1\. Most startups fail. That's true of funded startups; indeed, it's true of
startups with institutional A and B rounds!

2\. Most teams have a story they tell themselves about why they're different
than all the other doomed startups. The story might be valid. Or maybe not.
Either way: the existence of the story doesn't predict anything. Story or no,
in the metaphorical poker game of business, every new startup is a jack-high
hand, _at best_. Don't kid yourself that you're holding even a middle pair.

3\. There's a narrative about how easy it is to start a startup in your 20s
that is, I think, mostly bullshit. I've been doing startups non-stop since I
was 18, got married & had first kid at 21, and, coming up on 17 years with my
partner (both life & biz), am now on my Nth startup.

4\. There's another narrative about how easy it is to go to school when you're
18-21. That narrative is _not_ bullshit. It is very, very hard to collect
college credits once your real life starts.

5\. No matter what you do, unless you get much luckier than most of us, you
will always have a gnawing concern that life is passing you by or that you're
missing opportunities. If you're going to be a startup person, you are going
to become over-sensitized to opportunity costs. The feeling that you _must_
jump on "this" precise opportunity is almost always going to be wrong.

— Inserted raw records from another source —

//! CLI command definitions and subcommands

use chrono::NaiveDate;
use clap::{Parser, Subcommand};
use prismastore::Priority;
use std::path::PathBuf;

/// PrismaFlow - task pipeline tracker with an AI advisor
#[derive(Parser)]
#[command(
    name = "pf",
    about = "Track an operational pipeline of tasks and ask an AI advisor about it",
    version
)]
pub struct Cli {
    /// Path to config file
    #[arg(short, long, global = true, help = "Path to config file")]
    pub config: Option<PathBuf>,

    /// Log level (TRACE, DEBUG, INFO, WARN, ERROR)
    #[arg(
        short = 'l',
        long = "log-level",
        global = true,
        help = "Log level (TRACE, DEBUG, INFO, WARN, ERROR)"
    )]
    pub log_level: Option<String>,

    /// Subcommand to execute
    #[command(subcommand)]
    pub command: Command,
}

/// CLI subcommands
#[derive(Debug, Subcommand)]
pub enum Command {
    /// Register a new account and sign in
    Register {
        /// Display name
        username: String,

        /// Email, used as the login key
        email: String,
    },

    /// Sign in with an existing email
    Login {
        email: String,
    },

    /// Sign out
    Logout,

    /// Show the signed-in account
    Whoami,

    /// List tasks and pipeline stats
    List,

    /// Create a task
    Add {
        /// Task title
        title: String,

        /// Due date (YYYY-MM-DD)
        #[arg(long)]
        due: NaiveDate,

        /// Free-text description
        #[arg(short, long, default_value = "")]
        description: String,

        /// Priority (low, medium, high)
        #[arg(short, long, default_value = "medium")]
        priority: Priority,
    },

    /// Change fields of a task
    Update {
        /// Task ID
        id: String,

        #[arg(long)]
        title: Option<String>,

        #[arg(long)]
        description: Option<String>,

        #[arg(long)]
        priority: Option<Priority>,

        /// Due date (YYYY-MM-DD)
        #[arg(long)]
        due: Option<NaiveDate>,
    },

    /// Mark a task completed
    Done {
        id: String,
    },

    /// Mark a task pending again
    Undo {
        id: String,
    },

    /// Delete a task
    Delete {
        id: String,
    },

    /// Ask the advisor for a pipeline summary
    Analyze,

    /// Ask the advisor to break a task into subtasks
    Subtasks {
        /// Task ID
        id: String,
    },

    /// Chat with the advisor about your tasks
    Chat,
}

#[cfg(test)]
mod tests {
    use super::*;

    #[test]
    fn test_parse_add_defaults() {
        let cli = Cli::try_parse_from(["pf", "add", "Audit", "--due", "2024-06-01"]).unwrap();
        match cli.command {
            Command::Add {
                title,
                due,
                description,
                priority,
            } => {
                assert_eq!(title, "Audit");
                assert_eq!(due, NaiveDate::from_ymd_opt(2024, 6, 1).unwrap());
                assert_eq!(description, "");
                assert_eq!(priority, Priority::Medium);
            }
            other => panic!("unexpected command: {other:?}"),
        }
    }

    #[test]
    fn test_parse_add_rejects_bad_date() {
        assert!(Cli::try_parse_from(["pf", "add", "Audit", "--due", "June 1st"]).is_err());
    }

    #[test]
    fn test_parse_update_priority() {
        let cli = Cli::try_parse_from(["pf", "--log-level", "debug", "update", "task-1", "--priority", "HIGH"]).unwrap();
        assert_eq!(cli.log_level.as_deref(), Some("debug"));
        match cli.command {
            Command::Update {
                id, priority, title, ..
            } => {
                assert_eq!(id, "task-1");
                assert_eq!(priority, Some(Priority::High));
                assert!(title.is_none());
            }
            other => panic!("unexpected command: {other:?}"),
        }
    }

    #[test]
    fn test_subcommand_required() {
        assert!(Cli::try_parse_from(["pf"]).is_err());
    }
}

Keep that stuff in mind when you make the decision.

------
ngneer
Do not quit your degree! The founders do not have your best interests at
heart, their minds are focused on the success of the venture. They cannot
offer you a degree, whereas a degree can offer you future opportunities.
Whether the appeal of the startup for you is money, fame, or sincere deep
passion about the subject matter and advancing the technology, you will be
able to pursue these in the future as well. I would completely agree with
ChuckMcM about the statistical analysis too -- from a strict weighing of the
odds, you are better off with a degree. I would also agree with the analysis
of angersock -- he knew you were their tech person because of the position
they put you in. What the crowd seems to be saying, to a person of only 19, is
that one should bear in mind that the young have a tendency to prefer locally
optimal decisions over globally optimal ones, and that one should compensate
for that bias if they can. Echoing angersock again, unless the tangible offer
on the table is mighty substantial, you should continue to invest in your
education, at least until it reaches its next plateau. Good luck!!!

------
lunulata
If you're a programmer, and it sounds like you are, then degrees DO NOT MATTER
for you career wise. Your coding ability matters most and after that your
actual experience in real business. If your startup does not work out and you
end up looking for a job somewhere else, the startup founder experience on
your resume will help more than any degree. Any of employers that you would
really want to work for, like one of the million funded startups out there,
will look upon you pursuing a startup fulltime as a founder, win or lose, as a
million times more favorable than sticking with some lame Bachelor's degree
like the other thousand applicants. You aren't leaving your education, you are
leaving the chains of your institution to get a real education in a real
business. Universities will always be there teaching the same old curriculum
forever, finish your Bachelor's in a decade if you really think it matters at
that point, you won't because it doesn't matter, but you could if you wanted
and that's nice to know.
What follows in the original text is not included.